_WHAT THE EXERCISE ASKS_:
Every line below should be repeated exactly.

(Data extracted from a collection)
────────────────
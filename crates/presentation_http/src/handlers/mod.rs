//! HTTP request handlers

pub mod audio;
pub mod calls;
pub mod health;
pub mod metrics;
pub mod voice;
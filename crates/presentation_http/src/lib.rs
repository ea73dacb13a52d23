//! CallTurn HTTP presentation layer
//!
//! Voice webhooks for the telephony provider, the synthesized clip route,
//! call inspection, health and metrics.

pub mod error;
pub mod handlers;
pub mod markup;
pub mod routes;
pub mod shutdown;
pub mod state;

pub use error::ApiError;
pub use handlers::metrics::MetricsCollector;
pub use routes::create_router;
pub use state::AppState;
────────────────
_RESPONSE AREA_:
filename crates/presentation_http/src/handlers/mod.rs
//! HTTP request handlers

pub mod audio;
pub mod calls;
pub mod health;
pub mod metrics;
pub mod voice;
filename crates/presentation_http/src/lib.rs
repository ea73dacb13a52d23
//! CallTurn HTTP presentation layer
//!
//! Voice webhooks for the telephony provider, the synthesized clip route,
//! call inspection, health and metrics.

pub mod error;
pub mod handlers;
pub mod markup;
pub mod routes;
pub mod shutdown;
pub mod state;

pub use error::ApiError;
pub use handlers::metrics::MetricsCollector;
pub use routes::create_router;
pub use state::AppState;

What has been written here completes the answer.